[Entries taken from a collection]
######

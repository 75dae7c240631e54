//! Shared fixtures: scripted stream factory, in-memory link, recording
//! listener and a configurable session.

#![allow(dead_code)]

use std::collections::{HashMap, VecDeque};
use std::sync::Arc;
use std::sync::atomic::{AtomicUsize, Ordering};
use std::time::Duration;

use async_trait::async_trait;
use parking_lot::Mutex;
use relink::prelude::*;
use relink::{Link, LinkState, Stream, StreamFactory, TransportError, TransportResult};
use tokio::time::Instant;

pub const DEFAULT_PORT: u16 = 4000;

/// Outcome of one `StreamFactory::create` + `Stream::open`
#[derive(Debug, Clone, PartialEq, Eq)]
pub enum Attempt {
    /// `create` fails with a connection failure
    Refuse,
    /// `create` succeeds, `open` fails
    FailOpen,
    /// `open` never completes
    Hang,
    /// The stream opens
    Succeed,
}

#[derive(Debug)]
pub struct MockFactory {
    script: Mutex<VecDeque<Attempt>>,
    fallback: Attempt,
    addresses: Mutex<Vec<String>>,
}

impl MockFactory {
    pub fn always(outcome: Attempt) -> Arc<Self> {
        Self::scripted([], outcome)
    }

    pub fn scripted(script: impl IntoIterator<Item = Attempt>, then: Attempt) -> Arc<Self> {
        Arc::new(Self {
            script: Mutex::new(script.into_iter().collect()),
            fallback: then,
            addresses: Mutex::new(Vec::new()),
        })
    }

    pub fn attempts(&self) -> usize {
        self.addresses.lock().len()
    }

    pub fn addresses(&self) -> Vec<String> {
        self.addresses.lock().clone()
    }
}

impl StreamFactory for MockFactory {
    fn create(&self, address: &str) -> TransportResult<Box<dyn Stream>> {
        self.addresses.lock().push(address.to_string());
        let outcome = self
            .script
            .lock()
            .pop_front()
            .unwrap_or_else(|| self.fallback.clone());

        if outcome == Attempt::Refuse {
            return Err(TransportError::ConnectionFailed(format!(
                "{address}: connection refused"
            )));
        }
        Ok(Box::new(MockStream {
            address: address.to_string(),
            outcome,
            char_timeout: None,
            open: false,
        }))
    }
}

#[derive(Debug)]
pub struct MockStream {
    address: String,
    outcome: Attempt,
    char_timeout: Option<Duration>,
    open: bool,
}

#[async_trait]
impl Stream for MockStream {
    fn address(&self) -> &str {
        &self.address
    }

    fn set_char_timeout(&mut self, timeout: Duration) {
        self.char_timeout = Some(timeout);
    }

    async fn open(&mut self) -> TransportResult<()> {
        match self.outcome {
            Attempt::FailOpen => Err(TransportError::ConnectionTimeout {
                operation: format!("connect {}", self.address),
                timeout: Duration::from_secs(5),
            }),
            Attempt::Hang => std::future::pending().await,
            _ => {
                assert_eq!(self.char_timeout, Some(Duration::from_millis(500)));
                self.open = true;
                Ok(())
            }
        }
    }

    async fn flush(&mut self) -> TransportResult<()> {
        Ok(())
    }

    async fn read(&mut self, _buf: &mut [u8]) -> TransportResult<usize> {
        Ok(0)
    }

    async fn write_all(&mut self, _data: &[u8]) -> TransportResult<()> {
        Ok(())
    }

    async fn close(&mut self) -> TransportResult<()> {
        self.open = false;
        Ok(())
    }

    fn is_open(&self) -> bool {
        self.open
    }
}

/// In-memory link that records sent lines
#[derive(Debug)]
pub struct MockLink {
    io: Option<Box<dyn Stream>>,
    state: LinkState,
    open_status: i32,
    transcript: Arc<Mutex<Vec<String>>>,
    closes: Arc<AtomicUsize>,
}

impl MockLink {
    pub fn new() -> Self {
        Self {
            io: None,
            state: LinkState::Closed,
            open_status: 0,
            transcript: Arc::default(),
            closes: Arc::default(),
        }
    }

    /// A link whose `open` always reports `status`
    pub fn refusing(status: i32) -> Self {
        Self {
            open_status: status,
            ..Self::new()
        }
    }

    pub fn transcript(&self) -> Arc<Mutex<Vec<String>>> {
        Arc::clone(&self.transcript)
    }

    pub fn closes(&self) -> Arc<AtomicUsize> {
        Arc::clone(&self.closes)
    }

    pub fn send(&mut self, line: &str) -> TransportResult<()> {
        if !self.state.is_open() {
            return Err(TransportError::NotConnected);
        }
        self.transcript.lock().push(line.to_string());
        Ok(())
    }
}

#[async_trait]
impl Link for MockLink {
    fn set_io(&mut self, io: Box<dyn Stream>) {
        self.io = Some(io);
        self.state = LinkState::Bound;
    }

    async fn open(&mut self) -> TransportResult<i32> {
        if self.open_status < 0 {
            return Ok(self.open_status);
        }
        match self.io.as_ref() {
            Some(io) if io.is_open() => {
                self.state = LinkState::Open;
                Ok(0)
            }
            _ => Ok(-1),
        }
    }

    async fn close(&mut self) {
        if let Some(mut io) = self.io.take() {
            let _ = io.close().await;
        }
        self.state = LinkState::Closed;
        self.closes.fetch_add(1, Ordering::SeqCst);
    }

    fn state(&self) -> LinkState {
        self.state.clone()
    }
}

#[derive(Debug, Clone, PartialEq)]
pub enum Event {
    Connected,
    Disconnected,
    Exception(String),
    ExecDone(i32),
    ReadDone(i32, String, Vec<f32>),
    WriteDone(i32, String),
    Fault(String),
}

/// Listener that records every callback with the (possibly paused) Tokio clock
#[derive(Debug, Default)]
pub struct Recorder {
    events: Mutex<Vec<(Instant, Event)>>,
}

impl Recorder {
    pub fn new() -> Arc<Self> {
        Arc::new(Self::default())
    }

    fn push(&self, event: Event) {
        self.events.lock().push((Instant::now(), event));
    }

    pub fn events(&self) -> Vec<Event> {
        self.events.lock().iter().map(|(_, e)| e.clone()).collect()
    }

    pub fn timed(&self) -> Vec<(Instant, Event)> {
        self.events.lock().clone()
    }

    pub fn count(&self, event: &Event) -> usize {
        self.events.lock().iter().filter(|(_, e)| e == event).count()
    }

    pub fn exceptions(&self) -> Vec<String> {
        self.events()
            .into_iter()
            .filter_map(|e| match e {
                Event::Exception(message) => Some(message),
                _ => None,
            })
            .collect()
    }

    /// Poll until `done` holds for the recorded events
    pub async fn wait_for(&self, done: impl Fn(&[Event]) -> bool) {
        let waited = tokio::time::timeout(Duration::from_secs(900), async {
            while !done(&self.events()) {
                tokio::time::sleep(Duration::from_millis(10)).await;
            }
        })
        .await;
        assert!(waited.is_ok(), "timed out; events so far: {:?}", self.events());
    }

    pub async fn wait_for_count(&self, event: Event, count: usize) {
        self.wait_for(|events| events.iter().filter(|e| **e == event).count() >= count)
            .await;
    }
}

impl ConnectorListener for Recorder {
    fn connected(&self) {
        self.push(Event::Connected);
    }

    fn disconnected(&self) {
        self.push(Event::Disconnected);
    }

    fn exception(&self, error: &ConnectorError) {
        self.push(Event::Exception(error.to_string()));
    }

    fn exec_done(&self, id: i32) {
        self.push(Event::ExecDone(id));
    }

    fn read_done(&self, result: i32, name: &str, values: &[f32]) {
        self.push(Event::ReadDone(result, name.to_string(), values.to_vec()));
    }

    fn write_done(&self, result: i32, name: &str) {
        self.push(Event::WriteDone(result, name.to_string()));
    }

    fn fault(&self, description: &str) {
        self.push(Event::Fault(description.to_string()));
    }
}

/// What one session run does
#[derive(Debug, Clone)]
pub enum Behavior {
    /// Serve queued commands until cancelled
    Serve,
    /// Return normally straight away
    Return,
    /// Return the error straight away
    Fail(SessionError),
    /// Panic with the message
    Panic(&'static str),
    /// Block the thread, ignoring cancellation, then fail with a protocol error
    BlockThenFail(Duration),
}

#[derive(Debug)]
pub struct TestSession {
    script: Mutex<VecDeque<Behavior>>,
    runs: AtomicUsize,
    connected_hooks: AtomicUsize,
    disconnected_hooks: AtomicUsize,
    channels: Mutex<HashMap<String, Vec<f32>>>,
}

impl TestSession {
    /// Runs `script` in order, then serves commands on every later session
    pub fn scripted(script: impl IntoIterator<Item = Behavior>) -> Self {
        Self {
            script: Mutex::new(script.into_iter().collect()),
            runs: AtomicUsize::new(0),
            connected_hooks: AtomicUsize::new(0),
            disconnected_hooks: AtomicUsize::new(0),
            channels: Mutex::new(HashMap::new()),
        }
    }

    pub fn serving() -> Self {
        Self::scripted([])
    }

    pub fn runs(&self) -> usize {
        self.runs.load(Ordering::SeqCst)
    }

    pub fn connected_hooks(&self) -> usize {
        self.connected_hooks.load(Ordering::SeqCst)
    }

    pub fn disconnected_hooks(&self) -> usize {
        self.disconnected_hooks.load(Ordering::SeqCst)
    }
}

#[async_trait]
impl Session for TestSession {
    type Command = Command;
    type Link = MockLink;

    fn default_port(&self) -> u16 {
        DEFAULT_PORT
    }

    fn name(&self) -> &str {
        "test-device"
    }

    async fn run_session(&self, ctx: &mut SessionContext<'_, Self>) -> SessionResult<()> {
        self.runs.fetch_add(1, Ordering::SeqCst);
        let behavior = self.script.lock().pop_front().unwrap_or(Behavior::Serve);

        match behavior {
            Behavior::Serve => loop {
                match ctx.next_command().await? {
                    Command::Exec { id, line } => {
                        ctx.link().send(&line)?;
                        ctx.exec_done(id);
                    }
                    Command::Read { name } => {
                        let values = self.channels.lock().get(&name).cloned().unwrap_or_default();
                        ctx.read_done(0, &name, &values);
                    }
                    Command::Write { name, values } => {
                        self.channels.lock().insert(name.clone(), values);
                        ctx.write_done(0, &name);
                    }
                }
            },
            Behavior::Return => Ok(()),
            Behavior::Fail(err) => Err(err),
            Behavior::Panic(message) => panic!("{}", message),
            Behavior::BlockThenFail(duration) => {
                std::thread::sleep(duration);
                Err(SessionError::protocol("device went silent"))
            }
        }
    }

    fn on_connected(&self) {
        self.connected_hooks.fetch_add(1, Ordering::SeqCst);
    }

    fn on_disconnected(&self) {
        self.disconnected_hooks.fetch_add(1, Ordering::SeqCst);
    }

    fn read_channel(&self, data: &mut ChannelData) {
        if let Some(values) = self.channels.lock().get(&data.name) {
            data.values.clone_from(values);
        }
    }

    fn write_channel(&self, data: &ChannelData) {
        self.channels
            .lock()
            .insert(data.name.clone(), data.values.clone());
    }
}

/// Config with the default 60 s retry delay and the given persistence
pub fn config(persistent: bool) -> ConnectorConfig {
    ConnectorConfig::builder()
        .address("dev1")
        .persistent(persistent)
        .build()
}

pub fn connector(
    session: TestSession,
    factory: &Arc<MockFactory>,
    config: ConnectorConfig,
) -> Connector<TestSession> {
    Connector::new(session, MockLink::new(), factory.clone(), config)
}

/// Build, attach `recorder` and start
pub fn started(
    session: TestSession,
    factory: &Arc<MockFactory>,
    config: ConnectorConfig,
    recorder: &Arc<Recorder>,
) -> Connector<TestSession> {
    let connector = connector(session, factory, config);
    connector.set_listener(recorder.clone());
    assert_eq!(connector.start().unwrap(), StartOutcome::Started);
    connector
}

/// Poll until `condition` holds
pub async fn eventually(condition: impl Fn() -> bool) {
    let waited = tokio::time::timeout(Duration::from_secs(900), async {
        while !condition() {
            tokio::time::sleep(Duration::from_millis(10)).await;
        }
    })
    .await;
    assert!(waited.is_ok(), "condition never held");
}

######

Required action: The required output is every line above that contains the string "PartialEq".

Exercise solution:
#[derive(Debug, Clone, PartialEq, Eq)]
#[derive(Debug, Clone, PartialEq)]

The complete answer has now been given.